Mów Pan za siebie
Nie mogę ukrywać mojego oburzenia spowodowanego lekturą wywiadu z 4 listopada pt. „Nie będę siedział cicho”.
Wprawdzie jest on przeprowadzony z Panem Zbigniewem Kalinowskim, to jednak poruszane tematy i problemy dotyczą bezpośrednio mojej osoby. Przedstawienie przez Pana Kalinowskiego niektórych problemów w taki sposób i w tej formie, co wiele osób odczytało jako moje własne zdanie, jest według mnie typową polityczną zagrywką w najpodlejszym plotkarskim stylu polskiej polityki.

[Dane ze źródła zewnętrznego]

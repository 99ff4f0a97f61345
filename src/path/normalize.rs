use memchr::memchr;

/// Drops everything from the first `?` onwards.
#[inline]
pub fn strip_query(path: &str) -> &str {
    match memchr(b'?', path.as_bytes()) {
        Some(idx) => &path[..idx],
        None => path,
    }
}

/// Like [`strip_query`], but a `?` inside a `{...}` parameter token marks an
/// optional parameter and is kept.
pub fn strip_template_query(template: &str) -> &str {
    let bytes = template.as_bytes();
    let mut in_param = false;
    let mut idx = 0usize;

    while idx < bytes.len() {
        let next = bytes.get(idx + 1).copied();
        match (bytes[idx], in_param) {
            (b'{', false) => {
                if next == Some(b'{') {
                    idx += 2;
                    continue;
                }
                in_param = true;
            }
            (b'}', true) => {
                if next == Some(b'}') {
                    idx += 2;
                    continue;
                }
                in_param = false;
            }
            (b'?', false) => return &template[..idx],
            _ => {}
        }
        idx += 1;
    }

    template
}

#[inline]
pub fn trim_leading_slash(value: &str) -> &str {
    value.strip_prefix('/').unwrap_or(value)
}

/// Normalizes a request path for extraction: query stripped, one leading `/` removed.
#[inline]
pub fn normalize_path(path: &str) -> &str {
    trim_leading_slash(strip_query(path))
}

/// Normalizes a route template the same way request paths are normalized.
#[inline]
pub fn normalize_template(template: &str) -> &str {
    trim_leading_slash(strip_template_query(template))
}

#[cfg(test)]
mod tests {
    use super::*;

    #[test]
    fn strips_query_and_single_leading_slash() {
        assert_eq!(normalize_path("/api/users?id=1"), "api/users");
        assert_eq!(normalize_path("//api"), "/api");
        assert_eq!(normalize_path("?only=query"), "");
        assert_eq!(normalize_path(""), "");
    }

    #[test]
    fn keeps_optional_marker_inside_parameter_token() {
        assert_eq!(
            normalize_template("/chats/{chatId?}?x=1"),
            "chats/{chatId?}"
        );
        assert_eq!(normalize_template("a/{b?}/{c?}"), "a/{b?}/{c?}");
    }

    #[test]
    fn escaped_braces_do_not_open_a_token() {
        assert_eq!(strip_template_query("a{{b?c"), "a{{b");
        assert_eq!(strip_template_query("{x:regex(^a}}?$)}?q"), "{x:regex(^a}}?$)}");
    }

    #[test]
    fn path_without_query_is_borrowed_unchanged() {
        let path = "files/a/b";
        assert!(std::ptr::eq(normalize_path(path), path));
    }
}
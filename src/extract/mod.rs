mod formatter;
mod params;
mod resolver;

pub use params::{ExtractedParameter, RawParameter};
pub use resolver::{ParameterExtractor, extract_parameters};
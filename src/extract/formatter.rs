use super::ParameterExtractor;
use super::params::RawParameterList;
use crate::path::normalize_path;
use crate::redaction::{Classifier, RedactionPolicy, Redactor};
use crate::route::ParsedRoute;

impl ParameterExtractor {
    /// Renders the normalized `path` with every explicit parameter replaced by its policy output,
    /// e.g. `api/routes/[REDACTED]/chats/Redacted:chatId123`.
    ///
    /// Literal text and anything past the last segment are copied verbatim. Returns `None` when
    /// the path does not belong to `route`.
    pub fn format_route<C, R>(
        &self,
        path: &str,
        route: &ParsedRoute,
        policy: &RedactionPolicy<C, R>,
    ) -> Option<String>
    where
        C: Classifier,
        R: Redactor,
    {
        let mut resolved = RawParameterList::new();
        if !self.resolve(path, route, &mut resolved) {
            return None;
        }

        let normalized = normalize_path(path);
        let mut formatted = String::with_capacity(normalized.len());
        let mut copied = 0usize;

        for param in resolved.iter() {
            let Some((start, len)) = param.offset else {
                continue;
            };
            formatted.push_str(&normalized[copied..start]);
            let (value, _) = policy.apply(param.name, param.value, param.from_path);
            formatted.push_str(&value);
            copied = start + len;
        }
        formatted.push_str(&normalized[copied..]);

        Some(formatted)
    }
}
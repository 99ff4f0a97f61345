use crate::redaction::RedactionModeError;
use crate::route::TemplateError;
use thiserror::Error;

#[derive(Debug, Clone, Error, PartialEq, Eq)]
pub enum RouteTelemetryError {
    #[error(transparent)]
    Template(#[from] TemplateError),
    #[error(transparent)]
    RedactionMode(#[from] RedactionModeError),
}

pub type RouteTelemetryResult<T> = Result<T, RouteTelemetryError>;
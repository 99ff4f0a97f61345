use hashbrown::HashMap as FastHashMap;
use std::collections::HashMap;
use std::fmt;
use std::hash::BuildHasher;
use std::sync::Arc;

/// Compliance tag attached to a route parameter name.
///
/// `None` means the parameter was reviewed and carries nothing sensitive; any other value names
/// the sensitive category. An unclassified parameter is represented by the absence of a value.
#[derive(Debug, Clone, PartialEq, Eq, Hash)]
pub enum DataClassification {
    None,
    Sensitive(Box<str>),
}

impl DataClassification {
    pub fn sensitive(category: impl Into<Box<str>>) -> Self {
        Self::Sensitive(category.into())
    }

    #[inline]
    pub fn is_none(&self) -> bool {
        matches!(self, Self::None)
    }

    pub fn category(&self) -> Option<&str> {
        match self {
            Self::None => None,
            Self::Sensitive(category) => Some(category),
        }
    }
}

impl fmt::Display for DataClassification {
    fn fmt(&self, f: &mut fmt::Formatter<'_>) -> fmt::Result {
        match self {
            Self::None => f.write_str("None"),
            Self::Sensitive(category) => f.write_str(category),
        }
    }
}

/// Looks up the classification of a route parameter by name.
pub trait Classifier {
    fn classify(&self, parameter_name: &str) -> Option<&DataClassification>;
}

impl<T: Classifier + ?Sized> Classifier for &T {
    fn classify(&self, parameter_name: &str) -> Option<&DataClassification> {
        (**self).classify(parameter_name)
    }
}

impl<T: Classifier + ?Sized> Classifier for Arc<T> {
    fn classify(&self, parameter_name: &str) -> Option<&DataClassification> {
        (**self).classify(parameter_name)
    }
}

impl<S: BuildHasher> Classifier for HashMap<String, DataClassification, S> {
    fn classify(&self, parameter_name: &str) -> Option<&DataClassification> {
        self.get(parameter_name)
    }
}

impl<S: BuildHasher> Classifier for FastHashMap<Box<str>, DataClassification, S> {
    fn classify(&self, parameter_name: &str) -> Option<&DataClassification> {
        self.get(parameter_name)
    }
}

/// Name to classification table with ASCII case-insensitive lookups, matching how route
/// parameter names are compared by the router.
#[derive(Debug, Clone, Default)]
pub struct ClassificationMap {
    map: FastHashMap<Box<str>, DataClassification>,
}

impl ClassificationMap {
    pub fn new() -> Self {
        Self::default()
    }

    pub fn insert(&mut self, parameter_name: &str, classification: DataClassification) {
        self.map
            .insert(parameter_name.to_ascii_lowercase().into_boxed_str(), classification);
    }

    pub fn with(mut self, parameter_name: &str, classification: DataClassification) -> Self {
        self.insert(parameter_name, classification);
        self
    }

    pub fn len(&self) -> usize {
        self.map.len()
    }

    pub fn is_empty(&self) -> bool {
        self.map.is_empty()
    }
}

impl Classifier for ClassificationMap {
    fn classify(&self, parameter_name: &str) -> Option<&DataClassification> {
        if parameter_name.bytes().any(|b| b.is_ascii_uppercase()) {
            self.map.get(parameter_name.to_ascii_lowercase().as_str())
        } else {
            self.map.get(parameter_name)
        }
    }
}

impl<'a> FromIterator<(&'a str, DataClassification)> for ClassificationMap {
    fn from_iter<I: IntoIterator<Item = (&'a str, DataClassification)>>(iter: I) -> Self {
        let mut map = Self::new();
        for (name, classification) in iter {
            map.insert(name, classification);
        }
        map
    }
}

#[cfg(test)]
mod tests {
    use super::*;

    #[test]
    fn classification_map_ignores_ascii_case() {
        let map: ClassificationMap = [
            ("chatId", DataClassification::sensitive("PrivateData")),
            ("routeId", DataClassification::None),
        ]
        .into_iter()
        .collect();

        assert_eq!(
            map.classify("CHATID").and_then(DataClassification::category),
            Some("PrivateData")
        );
        assert_eq!(map.classify("routeid"), Some(&DataClassification::None));
        assert_eq!(map.classify("other"), None);
        assert_eq!(map.len(), 2);
    }

    #[test]
    fn std_map_lookups_are_exact() {
        let mut map = HashMap::new();
        map.insert("chatId".to_string(), DataClassification::sensitive("EUII"));
        assert!(map.classify("chatId").is_some());
        assert!(map.classify("chatid").is_none());
    }
}
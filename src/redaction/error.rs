use thiserror::Error;

#[derive(Debug, Clone, Copy, Error, PartialEq, Eq)]
pub enum RedactionModeError {
    #[error("unsupported redaction mode value")]
    Unsupported { value: i64 },
}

Pierwszy akapit tekstu wskazuje, że Pan Zbigniew Kalinowski jest wiceprezesem Stowarzyszenia Nasz Wodzisław, którego członkiem jestem również ja. To prawda, ale ta sytuacja i zasady obowiązujące w Stowarzyszeniu nie upoważniają Pana Kalinowskiego ani do reprezentowania „Naszego Wodzisławia”, ani mojej osoby.
Już po przeczytaniu pierwszych zdań można domniemywać, że Stowarzyszenie jest zwolennikiem likwidacji powiatu wodzisławskiego. To jakiś absurd. Jestem członkiem tego Stowarzyszenia, nasze cele są jasno sprecyzowane, jawne, udostępnione dla wszystkich na naszej stronie internetowej. Nie jesteśmy i nigdy nie byliśmy zwolennikami takiego rozwiązania. Sam, jako prezydent miasta podejmuję działania mające na celu rozwój miasta i zdaję sobie sprawę, że tylko współpraca i wypracowany konsensus pozwalają na ich realizację. Do tej pory mam dobre kontakty ze Starostwem i nie pozwolę, aby ktoś to zniszczył
Pragnę zwrócić również uwagę, na fakt, iż w związku z tym, że Pan Zbigniew Kalinowski nie posiada upoważnienia na reprezentowanie Stowarzyszenia, wypowiedziane przez niego opinie, w tym również ocena pracy Starosty i urzędu powiatowego, należy traktować tylko i wyłącznie jako jego zdanie prywatne. Nie pozostaje mi nic innego jak zaapelować do Pana Zbyszka i innych „odważnych” – jeśli chcecie mówić, to mówcie tylko za siebie.